§ THE PROBLEM
Where in the records does the word "LazyLock" occur? Copy each line in which it does.

(Items from a data source)
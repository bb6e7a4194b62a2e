use std::sync::LazyLock;

use regex::Regex;

use crate::errors::SyntaxError;
use crate::lexer::{LiteralLexer, Token, TokenKind};
use crate::value::{Map, Value};

static NUMBER: LazyLock<Regex> = LazyLock::new(|| Regex::new(r"^-?\d+(\.\d+)?$").unwrap());

/// Deepest `{}`/`[]` nesting accepted before the document is rejected.
pub const MAX_NESTING: usize = 256;

/// Parse a complete literal document.
///
/// ```
/// use gypsum_syntax::{parse, Value};
/// let v = parse("{'a': [1, 2,], 'b': 'x'}").unwrap();
/// assert_eq!(v.as_map().unwrap()["b"], Value::from("x"));
/// ```
pub fn parse(text: &str) -> Result<Value, SyntaxError> {
    let mut parser = Parser {
        lexer: LiteralLexer::new(text),
        peeked: None,
    };

    let value = parser.parse_value(1)?;
    match parser.next() {
        Some(token) => Err(unexpected(token, "after the top-level value")),
        None => Ok(value),
    }
}

fn describe(kind: &TokenKind) -> String {
    match kind {
        TokenKind::LeftBrace => "'{'".into(),
        TokenKind::RightBrace => "'}'".into(),
        TokenKind::LeftBracket => "'['".into(),
        TokenKind::RightBracket => "']'".into(),
        TokenKind::Comma => "','".into(),
        TokenKind::Colon => "':'".into(),
        TokenKind::String(s) => format!("string {s:?}"),
        TokenKind::Number(n) => format!("number {n}"),
        TokenKind::Error(e) => e.to_string(),
    }
}

fn unexpected(token: Token, context: &str) -> SyntaxError {
    let message = match token.kind {
        TokenKind::Error(e) => e.to_string(),
        other => format!("unexpected {} {context}", describe(&other)),
    };
    SyntaxError::new(token.line, token.column, message)
}

struct Parser<'input> {
    lexer: LiteralLexer<'input>,
    peeked: Option<Token>,
}

impl Parser<'_> {
    fn next(&mut self) -> Option<Token> {
        self.peeked.take().or_else(|| self.lexer.next())
    }

    fn peek_kind(&mut self) -> Option<&TokenKind> {
        if self.peeked.is_none() {
            self.peeked = self.lexer.next();
        }
        self.peeked.as_ref().map(|t| &t.kind)
    }

    fn expect_next(&mut self) -> Result<Token, SyntaxError> {
        self.next().ok_or_else(|| {
            let (line, column) = self.lexer.location();
            SyntaxError::new(line, column, "unexpected end of input")
        })
    }

    fn parse_value(&mut self, level: usize) -> Result<Value, SyntaxError> {
        let token = self.expect_next()?;
        if level > MAX_NESTING
            && matches!(token.kind, TokenKind::LeftBrace | TokenKind::LeftBracket)
        {
            return Err(SyntaxError::new(
                token.line,
                token.column,
                format!("nesting deeper than {MAX_NESTING} levels"),
            ));
        }
        match token.kind {
            TokenKind::LeftBrace => self.parse_map(level).map(Value::Map),
            TokenKind::LeftBracket => self.parse_list(level).map(Value::List),
            TokenKind::String(s) => Ok(Value::Str(self.concatenate(s))),
            TokenKind::Number(ref text) => parse_number(text, &token),
            _ => Err(unexpected(token, "where a value was expected")),
        }
    }

    /// Adjacent string literals form one string.
    fn concatenate(&mut self, mut s: String) -> String {
        while let Some(TokenKind::String(_)) = self.peek_kind() {
            if let Some(Token {
                kind: TokenKind::String(next),
                ..
            }) = self.next()
            {
                s.push_str(&next);
            }
        }
        s
    }

    fn parse_list(&mut self, level: usize) -> Result<Vec<Value>, SyntaxError> {
        let mut items = vec![];
        loop {
            if let Some(TokenKind::RightBracket) = self.peek_kind() {
                self.next();
                return Ok(items);
            }

            items.push(self.parse_value(level + 1)?);

            let token = self.expect_next()?;
            match token.kind {
                TokenKind::Comma => {}
                TokenKind::RightBracket => return Ok(items),
                _ => return Err(unexpected(token, "in list; expected ',' or ']'")),
            }
        }
    }

    fn parse_map(&mut self, level: usize) -> Result<Map, SyntaxError> {
        let mut map = Map::new();
        loop {
            let token = self.expect_next()?;
            let (line, column) = (token.line, token.column);
            let key = match token.kind {
                TokenKind::RightBrace => return Ok(map),
                TokenKind::String(s) => self.concatenate(s),
                _ => return Err(unexpected(token, "where a dictionary key was expected")),
            };

            let token = self.expect_next()?;
            if token.kind != TokenKind::Colon {
                return Err(unexpected(token, "after dictionary key; expected ':'"));
            }

            let value = self.parse_value(level + 1)?;
            if map.contains_key(&key) {
                return Err(SyntaxError::new(
                    line,
                    column,
                    format!("Key '{key}' repeated at level {level}"),
                ));
            }
            map.insert(key, value);

            let token = self.expect_next()?;
            match token.kind {
                TokenKind::Comma => {}
                TokenKind::RightBrace => return Ok(map),
                _ => return Err(unexpected(token, "in dictionary; expected ',' or '}'")),
            }
        }
    }
}

fn parse_number(text: &str, token: &Token) -> Result<Value, SyntaxError> {
    let invalid = || {
        SyntaxError::new(
            token.line,
            token.column,
            format!("invalid number literal {text:?}"),
        )
    };

    if !NUMBER.is_match(text) {
        return Err(invalid());
    }

    if text.contains('.') {
        text.parse::<f64>().map(Value::Float).map_err(|_| invalid())
    } else {
        text.parse::<i64>().map(Value::Int).map_err(|_| invalid())
    }
}
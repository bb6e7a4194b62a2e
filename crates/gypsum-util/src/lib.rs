pub mod path;
pub mod shell;
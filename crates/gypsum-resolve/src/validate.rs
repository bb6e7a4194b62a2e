//! Final shape checks on fully resolved targets.

use std::collections::{HashMap, HashSet};

use gypsum_syntax::{Map, Value};
use gypsum_util::path::split_ext;

use crate::errors::{GypError, GypResult};
use crate::target::{flag, TargetType};

pub fn validate_target_type(target: &str, target_dict: &Map) -> GypResult<()> {
    let found = target_dict.get("type");
    let kind = found
        .and_then(Value::as_str)
        .and_then(|t| t.parse::<TargetType>().ok())
        .ok_or_else(|| GypError::InvalidTargetType {
            target: target.to_string(),
            found: found.map(Value::to_plain_string).unwrap_or_else(|| "None".into()),
            allowed: TargetType::allowed(),
        })?;

    if flag(target_dict, "standalone_static_library", false) && kind != TargetType::StaticLibrary {
        return Err(GypError::Invalid(format!(
            "Target {target} has type {kind} but standalone_static_library flag is only valid for static_library type."
        ))
        .into());
    }
    Ok(())
}

fn rule_string<'m>(rule: &'m Map, key: &str, target: &str) -> GypResult<&'m str> {
    rule.get(key).and_then(Value::as_str).ok_or_else(|| {
        GypError::Invalid(format!("A rule in target {target} has no string {key}")).into()
    })
}

/// Check rule names and extensions for uniqueness and give each rule the `rule_sources` it
/// applies to.
pub fn validate_rules_in_target(
    target: &str,
    target_dict: &mut Map,
    extra_sources_for_rules: &[String],
) -> GypResult<()> {
    let source_keys: Vec<&str> = std::iter::once("sources")
        .chain(extra_sources_for_rules.iter().map(String::as_str))
        .collect();
    let sources: Vec<String> = source_keys
        .iter()
        .filter_map(|key| target_dict.get(*key).and_then(Value::as_list))
        .flatten()
        .filter_map(|s| s.as_str().map(String::from))
        .collect();

    let Some(rules) = target_dict.get_mut("rules") else {
        return Ok(());
    };
    let Some(rules) = rules.as_list_mut() else {
        return Err(GypError::TypeMismatch(format!("rules of target {target} must be a list")).into());
    };

    let mut rule_names: HashSet<String> = HashSet::new();
    let mut rule_extensions: HashMap<String, String> = HashMap::new();
    for rule in rules.iter_mut() {
        let Some(rule) = rule.as_map_mut() else {
            return Err(GypError::TypeMismatch(format!("A rule in target {target} is not a dict")).into());
        };

        let rule_name = rule_string(rule, "rule_name", target)?.to_string();
        if !rule_names.insert(rule_name.clone()) {
            return Err(GypError::DuplicateRuleName {
                rule: rule_name,
                target: target.to_string(),
            }
            .into());
        }

        let extension = rule_string(rule, "extension", target)?;
        let extension = extension.strip_prefix('.').unwrap_or(extension).to_string();
        if let Some(first) = rule_extensions.get(&extension) {
            return Err(GypError::DuplicateRuleExtension {
                extension,
                target: target.to_string(),
                first: first.clone(),
                second: rule_name,
            }
            .into());
        }
        rule_extensions.insert(extension.clone(), rule_name.clone());

        if rule.contains_key("rule_sources") {
            return Err(GypError::Invalid(format!(
                "rule_sources must not exist in input, target {target} rule {rule_name}"
            ))
            .into());
        }

        let rule_sources: Vec<Value> = sources
            .iter()
            .filter(|source| {
                let (_, ext) = split_ext(source);
                ext.strip_prefix('.').unwrap_or(ext) == extension
            })
            .map(|source| Value::Str(source.clone()))
            .collect();
        if !rule_sources.is_empty() {
            rule.insert("rule_sources".into(), Value::List(rule_sources));
        }
    }
    Ok(())
}

pub fn validate_run_as_in_target(target: &str, target_dict: &Map, build_file: &str) -> GypResult<()> {
    let Some(run_as) = target_dict.get("run_as") else {
        return Ok(());
    };
    let malformed = |reason: &str| -> anyhow::Error {
        GypError::MalformedRunAs {
            target: target.to_string(),
            build_file: build_file.to_string(),
            reason: reason.to_string(),
        }
        .into()
    };

    let Value::Map(run_as) = run_as else {
        return Err(malformed("The 'run_as' section should be a dictionary"));
    };
    match run_as.get("action") {
        Some(Value::List(action)) if !action.is_empty() => {}
        Some(Value::List(_)) | None => {
            return Err(malformed("The 'run_as' section must have an 'action' section"))
        }
        Some(_) => return Err(malformed("The 'action' for 'run_as' must be a list")),
    }
    if run_as
        .get("working_directory")
        .is_some_and(|w| !matches!(w, Value::Str(_)))
    {
        return Err(malformed("The 'working_directory' for 'run_as' must be a string"));
    }
    if run_as
        .get("environment")
        .is_some_and(|e| !matches!(e, Value::Map(_)))
    {
        return Err(malformed("The 'environment' for 'run_as' must be a dictionary"));
    }
    Ok(())
}

pub fn validate_actions_in_target(target: &str, target_dict: &Map) -> GypResult<()> {
    let Some(actions) = target_dict.get("actions").and_then(Value::as_list) else {
        return Ok(());
    };
    let malformed = |reason: &str| -> anyhow::Error {
        GypError::MalformedAction {
            target: target.to_string(),
            reason: reason.to_string(),
        }
        .into()
    };

    for action in actions {
        let Some(action) = action.as_map() else {
            return Err(malformed("Action is not a dictionary"));
        };
        if !action.get("action_name").is_some_and(Value::is_truthy) {
            return Err(malformed(
                "Anonymous action; an action must have an 'action_name' field",
            ));
        }
        if !matches!(action.get("inputs"), Some(Value::List(inputs)) if !inputs.is_empty()) {
            return Err(malformed("Action has no inputs"));
        }
        let Some(Value::List(command)) = action.get("action") else {
            return Err(malformed("Action has no command list"));
        };
        if !command.first().is_some_and(Value::is_truthy) {
            return Err(malformed("Empty action as command"));
        }
    }
    Ok(())
}
//! Serialization of [`Value`]s back into the literal syntax accepted by [`crate::parse`].

use std::fmt::Write;

use crate::value::Value;

pub fn quote_string(s: &str) -> String {
    let mut out = String::with_capacity(s.len() + 2);
    out.push('\'');
    for c in s.chars() {
        match c {
            '\\' => out.push_str("\\\\"),
            '\'' => out.push_str("\\'"),
            '\n' => out.push_str("\\n"),
            '\r' => out.push_str("\\r"),
            '\t' => out.push_str("\\t"),
            '\x08' => out.push_str("\\b"),
            '\x0b' => out.push_str("\\v"),
            '\x0c' => out.push_str("\\f"),
            c => out.push(c),
        }
    }
    out.push('\'');
    out
}

fn format_float(f: f64) -> String {
    let s = f.to_string();
    if s.contains('.') || !f.is_finite() {
        s
    } else {
        format!("{s}.0")
    }
}

fn write_compact(out: &mut String, value: &Value) {
    match value {
        Value::Str(s) => out.push_str(&quote_string(s)),
        Value::Int(i) => {
            let _ = write!(out, "{i}");
        }
        Value::Float(f) => out.push_str(&format_float(*f)),
        Value::List(items) => {
            out.push('[');
            for (i, item) in items.iter().enumerate() {
                if i > 0 {
                    out.push_str(", ");
                }
                write_compact(out, item);
            }
            out.push(']');
        }
        Value::Map(map) => {
            out.push('{');
            for (i, (key, item)) in map.iter().enumerate() {
                if i > 0 {
                    out.push_str(", ");
                }
                out.push_str(&quote_string(key));
                out.push_str(": ");
                write_compact(out, item);
            }
            out.push('}');
        }
    }
}

fn write_pretty(out: &mut String, value: &Value, indent: usize) {
    let pad = "  ".repeat(indent + 1);
    match value {
        Value::List(items) if !items.is_empty() => {
            out.push_str("[\n");
            for item in items {
                out.push_str(&pad);
                write_pretty(out, item, indent + 1);
                out.push_str(",\n");
            }
            out.push_str(&"  ".repeat(indent));
            out.push(']');
        }
        Value::Map(map) if !map.is_empty() => {
            out.push_str("{\n");
            for (key, item) in map {
                out.push_str(&pad);
                out.push_str(&quote_string(key));
                out.push_str(": ");
                write_pretty(out, item, indent + 1);
                out.push_str(",\n");
            }
            out.push_str(&"  ".repeat(indent));
            out.push('}');
        }
        other => write_compact(out, other),
    }
}

/// Single-line rendering.
pub fn to_literal(value: &Value) -> String {
    let mut out = String::new();
    write_compact(&mut out, value);
    out
}

/// Multi-line rendering with two-space indentation and trailing commas.
pub fn to_literal_pretty(value: &Value) -> String {
    let mut out = String::new();
    write_pretty(&mut out, value, 0);
    out.push('\n');
    out
}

§ ANSWER AREA
use std::sync::LazyLock;
static NUMBER: LazyLock<Regex> = LazyLock::new(|| Regex::new(r"^-?\d+(\.\d+)?$").unwrap());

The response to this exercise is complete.